Fenomenologia delle dimissioni
Silla, lo sanno tutti, non era esattamente un esempio di strategia politica. Aveva sbaragliato la fazione popolare di Mario, sguinzagliando sicari a destra e sinistra (soprattutto a sinistra) e, per causa sua, l’evoluzione (l’involuzione?) dello Stato in senso oligarchico ebbe avvio inarrestabile ed irrevocabile. In Senato ci fu chi festeggiò: se vince lui, messaggiò più d’uno fra i plutocrati, vinciamo tutti, se perde lui, perde lui solo. I rumores narrano che sia stato lo stesso pensiero dell’Avvocato quando il Cavaliere decise di scendere in campo (poi l’Avvocato, in un’intervista ai tempi del Re Sole, negò). Eppure Silla, dopo dittatura e bisconsolato, diede le dimissioni. Anche Robespierre se le ricorderà, con i girondini in liquidazione, lui, primo eletto di Parigi alla Convenzione nazionale, ma fece lo gnorri e finì come finì. E queste furono le dimissioni di Silla: dovute all’idea di aver creato ormai un sistema in cui la nobilitas potesse perpetuarsi con serena impunità.
Poi vi sono le dimissioni che io definisco dei gentiluomini di Mark Twain, quello di Tom Sawyer. Questi signori, scriveva Twain, «guidano carrozze con tiri a quattro, per trenta o quaranta chilometri al giorno, in estate, perché un simile privilegio costa loro parecchi quattrini; ma, se venisse offerto loro un compenso per questa fatica, ciò la tramuterebbe in lavoro, e in tal caso darebbero le dimissioni». E queste non sono dimissioni che si addicano ad un politico, che per suo stesso etimo, il lavoro ce l’ha nel dna: e se non ce l’ha, direbbe Machiavelli, deve far mostra di averlo.
Il terzo tipo di dimissioni sono quelle per criterio di valutazione, cioè peggio che andar di notte, almeno dai tempi di Minghetti in qua. Sono le dimissioni che io chiamo alla Paetreus. Ve lo ricordate Paetreus? Il direttore della CIA costretto a dimettersi per relazione extraconiugale, svelata dall’FBI: quando si dice il fuoco amico. Il criterio per quelle dimissioni? Paetreus intratteneva libertine proposizioni con la sua biografa. Roba da nulla: una biografia deve potersi basare sulla conoscenza. In Italia il fatto (insulso) ebbe uno strepitoso commento, a firma dello straripante governatore De Luca: «Se si adottasse in Italia, diciamo, il criterio di valutazione della vita pubblica che adottano in America, qua rimarrebbero solo i bambini sotto i dieci anni e Pierluigi Bersani». Sui bambini ci metto la mano sul fuoco.
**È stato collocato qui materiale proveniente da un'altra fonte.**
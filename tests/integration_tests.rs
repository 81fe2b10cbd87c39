use axum::{
    body::Body,
    http::{Method, Request, StatusCode, header},
};
use chrono::{Duration, Utc};
use httpmock::prelude::*;
use serde_json::{Value, json};
use tower::Service;
use trainmate::models::{CreateTraining, Role, User};
use trainmate::settings::Settings;
use trainmate::store::{MemoryStore, RosterError};
use trainmate::{AppState, build_router};
use url::Url;
use uuid::Uuid;

const TOKEN: &str = "test-token-123";

/// Helper function to create test app state; the notifier webhook is
/// optional and only wired in the fan-out tests.
fn create_test_state(notifier_base_url: Option<Url>) -> AppState {
    AppState::new(Settings {
        debug: true,
        auth_token: TOKEN.to_string(),
        enable_swagger: false,
        port: 8080,
        notifier_base_url,
    })
}

async fn seed_user(state: &AppState, name: &str, role: Role) -> User {
    state
        .store
        .create_user(
            name.to_string(),
            format!("{}@example.com", name.to_lowercase()),
            role,
        )
        .await
        .unwrap()
}

fn training_in_days(days: i64) -> CreateTraining {
    CreateTraining {
        date_time: Utc::now() + Duration::days(days),
        location: "Main hall".into(),
        description: None,
        notes: None,
        status: None,
    }
}

async fn seed_attendees(store: &MemoryStore, training_id: Uuid, attendees: Vec<Uuid>) {
    let seeded: Option<Result<(), RosterError>> = store
        .update_training(training_id, move |t| {
            t.attendees = attendees;
            Ok(())
        })
        .await;
    seeded.unwrap().unwrap();
}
A quale dei tre tipi somiglino le non-dimissioni della presidentessa della Regione dell’Umbria, è impossibile dire. Se non ho capito male, l’undicesimo voto (quello della maggioranza assoluta, quello dello sgambetto) lo mette la presidentessa nella sua veste di consigliere, che quindi vota per se stessa. Del resto chi fa da sé fa per tre, come sapeva Bonaparte, con buona pace di tutti i nazareni del mondo, la cui prognosi per orticaria è di almeno un paio di settimane, a sentire lo statuto regionale (prima ancora dei medici; sai com’è, con l’aria che tira). Del resto la presidentessa è stata chiara: «Se mi dovessi attenere al codice etico del Pd, dovrei attendere mesi di legislatura». Come dire: quando dimettermi, lo decido io. Non me lo dicono né il commissario Montalbano, né gentilissimi presidenti o gentileschi.
Sono dimissioni che si pongono fra l’immortale e ferrosa Thatcher, perché «casa è dove si va quando non si ha niente di meglio da fare», e il munifico Allegri: «Non mi è mai passato per l’anticamera del cervello di rassegnare le dimissioni, soprattutto perché, se per qualsiasi cosa la colpa è dell’allenatore, allora resto per fare il capro espiatorio». Allegri, dico: che infatti si chiama Massimiliano. Come Robespierre.